### Task item:
Give back an exact copy of the lines in the records below, from the line that has "let _ = std::fs::remove_dir_all(&path);" through the line that has "assert_eq!(&battery[4..12], &1u64.to_be_bytes());", and nothing besides.

Supplied material START

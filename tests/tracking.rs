//! TrackingService end to end against a loopback mock server.

use owotrack_client::domain::models::{AppEvent, ConnectionStatus};
use owotrack_client::domain::settings::SettingsService;
use owotrack_client::infrastructure::hardware::DeviceHardware;
use owotrack_client::TrackingService;
use std::path::PathBuf;
use std::sync::atomic::{AtomicBool, Ordering};
use std::sync::{Arc, Mutex};
use std::time::Duration;
use tokio::net::UdpSocket;
use tokio::sync::mpsc;
use tokio::time::timeout;

#[derive(Default)]
struct FakeHardware {
    magnetometer: AtomicBool,
}

impl DeviceHardware for FakeHardware {
    fn vibrate_advanced(&self, _frequency: f32, _amplitude: f32, _duration: f32) -> bool {
        true
    }

    fn vibrate(&self) {}

    fn battery_level(&self) -> Option<f32> {
        Some(0.5)
    }

    fn set_motion_magnetometer(&self, enabled: bool) {
        self.magnetometer.store(enabled, Ordering::SeqCst);
    }
}

fn temp_settings(name: &str) -> PathBuf {
    let mut path = std::env::temp_dir();
    path.push(format!("owotrack-tracking-{}-{}", name, std::process::id()));
    let _ = std::fs::remove_dir_all(&path);
    path.push("settings.json");
    path
}

async fn recv_data(server: &UdpSocket) -> Vec<u8> {
    let mut buf = [0u8; 2048];
    loop {
        let (len, _) = timeout(Duration::from_secs(3), server.recv_from(&mut buf))
            .await
            .unwrap()
            .unwrap();
        if buf[..4] != [0, 0, 0, 3] {
            return buf[..len].to_vec();
        }
    }
}

async fn next_status(rx: &mut mpsc::UnboundedReceiver<AppEvent>) -> ConnectionStatus {
    loop {
        let event = timeout(Duration::from_secs(3), rx.recv())
            .await
            .unwrap()
            .unwrap();
        if let AppEvent::ConnectionStatus(status) = event {
            return status;
        }
    }
}

#[tokio::test]
async fn test_start_streams_magnetometer_and_battery_then_stops() {
    let server = UdpSocket::bind("127.0.0.1:0").await.unwrap();
    let port = server.local_addr().unwrap().port();

    let path = temp_settings("start");
    let settings = Arc::new(Mutex::new(SettingsService::with_path(&path)));
    let hardware = Arc::new(FakeHardware::default());
    let (ui_tx, mut ui_rx) = mpsc::unbounded_channel();
    let service = TrackingService::new(
        Arc::clone(&settings),
        Arc::clone(&hardware) as Arc<dyn DeviceHardware>,
        ui_tx,
    );

    let starter = service.clone();
    let start = tokio::spawn(async move { starter.start("127.0.0.1", port, true).await });

    let mut buf = [0u8; 2048];
    let (_, client) = server.recv_from(&mut buf).await.unwrap();
    server.send_to(b"\x03Hey OVR =D 5", client).await.unwrap();
    timeout(Duration::from_secs(5), start)
        .await
        .unwrap()
        .unwrap()
        .unwrap();

    assert_eq!(next_status(&mut ui_rx).await, ConnectionStatus::Loading);
    assert_eq!(next_status(&mut ui_rx).await, ConnectionStatus::Connected);
    assert!(service.is_connected());
    assert!(hardware.magnetometer.load(Ordering::SeqCst));

    let mag = recv_data(&server).await;
    assert_eq!(&mag[..4], &[0, 0, 0, 61]);
    assert_eq!(&mag[4..12], &0u64.to_be_bytes());
    assert_eq!(mag[12], b'y');

    let battery = recv_data(&server).await;
    assert_eq!(&battery[..4], &[0, 0, 0, 12]);
    assert_eq!(&battery[4..12], &1u64.to_be_bytes());
    assert_eq!(&battery[12..16], &0.5f32.to_be_bytes());

    // Server switches the magnetometer off
    server.send_to(&[0, 0, 0, 62, b'n'], client).await.unwrap();
    let toggled = timeout(Duration::from_secs(3), async {
        loop {
            if let Some(AppEvent::MagnetometerToggled(enabled)) = ui_rx.recv().await {
                return enabled;
            }
        }
    })
    .await
    .unwrap();
    assert!(!toggled);
    assert!(!service.magnetometer_enabled());
    assert!(!hardware.magnetometer.load(Ordering::SeqCst));

    // Bound source port is persisted for the next run
    assert_eq!(
        SettingsService::with_path(&path).get().bind_port,
        Some(client.port())
    );
    let saved = SettingsService::with_path(&path);
    assert_eq!(saved.get().server_port, port);
    assert!(saved.get().pseudo_mac.is_some());

    service.stop();
    service.stop();
    assert!(!service.is_connected());
    assert!(service.session().is_none());
    assert_eq!(next_status(&mut ui_rx).await, ConnectionStatus::Unconnected);
}

#[tokio::test]
async fn test_retry_after_port_in_use_binds_a_fresh_port() {
    let server = UdpSocket::bind("127.0.0.1:0").await.unwrap();
    let port = server.local_addr().unwrap().port();
    let blocker = UdpSocket::bind("0.0.0.0:0").await.unwrap();
    let taken = blocker.local_addr().unwrap().port();

    let path = temp_settings("port-in-use");
    let mut remembered = SettingsService::with_path(&path);
    remembered.set_bind_port(taken).unwrap();
    let settings = Arc::new(Mutex::new(remembered));
    let (ui_tx, _ui_rx) = mpsc::unbounded_channel();
    let service = TrackingService::new(
        Arc::clone(&settings),
        Arc::new(FakeHardware::default()),
        ui_tx,
    );

    let err = service.start("127.0.0.1", port, false).await.unwrap_err();
    assert!(err.to_string().contains("already in use"), "{}", err);
    assert_eq!(settings.lock().unwrap().get().bind_port, None);
    assert_eq!(SettingsService::with_path(&path).get().bind_port, None);

    // "Please try again" works straight away
    let starter = service.clone();
    let start = tokio::spawn(async move { starter.start("127.0.0.1", port, false).await });
    let mut buf = [0u8; 2048];
    let (_, client) = timeout(Duration::from_secs(3), server.recv_from(&mut buf))
        .await
        .unwrap()
        .unwrap();
    assert_ne!(client.port(), taken);
    server.send_to(b"\x03Hey OVR =D5", client).await.unwrap();
    timeout(Duration::from_secs(5), start)
        .await
        .unwrap()
        .unwrap()
        .unwrap();
    assert!(service.is_connected());

    service.stop();
}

Supplied material END

### Answer box:
    let _ = std::fs::remove_dir_all(&path);
    path.push("settings.json");
    path
}

async fn recv_data(server: &UdpSocket) -> Vec<u8> {
    let mut buf = [0u8; 2048];
    loop {
        let (len, _) = timeout(Duration::from_secs(3), server.recv_from(&mut buf))
            .await
            .unwrap()
            .unwrap();
        if buf[..4] != [0, 0, 0, 3] {
            return buf[..len].to_vec();
        }
    }
}

async fn next_status(rx: &mut mpsc::UnboundedReceiver<AppEvent>) -> ConnectionStatus {
    loop {
        let event = timeout(Duration::from_secs(3), rx.recv())
            .await
            .unwrap()
            .unwrap();
        if let AppEvent::ConnectionStatus(status) = event {
            return status;
        }
    }
}

#[tokio::test]
async fn test_start_streams_magnetometer_and_battery_then_stops() {
    let server = UdpSocket::bind("127.0.0.1:0").await.unwrap();
    let port = server.local_addr().unwrap().port();

    let path = temp_settings("start");
    let settings = Arc::new(Mutex::new(SettingsService::with_path(&path)));
    let hardware = Arc::new(FakeHardware::default());
    let (ui_tx, mut ui_rx) = mpsc::unbounded_channel();
    let service = TrackingService::new(
        Arc::clone(&settings),
        Arc::clone(&hardware) as Arc<dyn DeviceHardware>,
        ui_tx,
    );

    let starter = service.clone();
    let start = tokio::spawn(async move { starter.start("127.0.0.1", port, true).await });

    let mut buf = [0u8; 2048];
    let (_, client) = server.recv_from(&mut buf).await.unwrap();
    server.send_to(b"\x03Hey OVR =D 5", client).await.unwrap();
    timeout(Duration::from_secs(5), start)
        .await
        .unwrap()
        .unwrap()
        .unwrap();

    assert_eq!(next_status(&mut ui_rx).await, ConnectionStatus::Loading);
    assert_eq!(next_status(&mut ui_rx).await, ConnectionStatus::Connected);
    assert!(service.is_connected());
    assert!(hardware.magnetometer.load(Ordering::SeqCst));

    let mag = recv_data(&server).await;
    assert_eq!(&mag[..4], &[0, 0, 0, 61]);
    assert_eq!(&mag[4..12], &0u64.to_be_bytes());
    assert_eq!(mag[12], b'y');

    let battery = recv_data(&server).await;
    assert_eq!(&battery[..4], &[0, 0, 0, 12]);
    assert_eq!(&battery[4..12], &1u64.to_be_bytes());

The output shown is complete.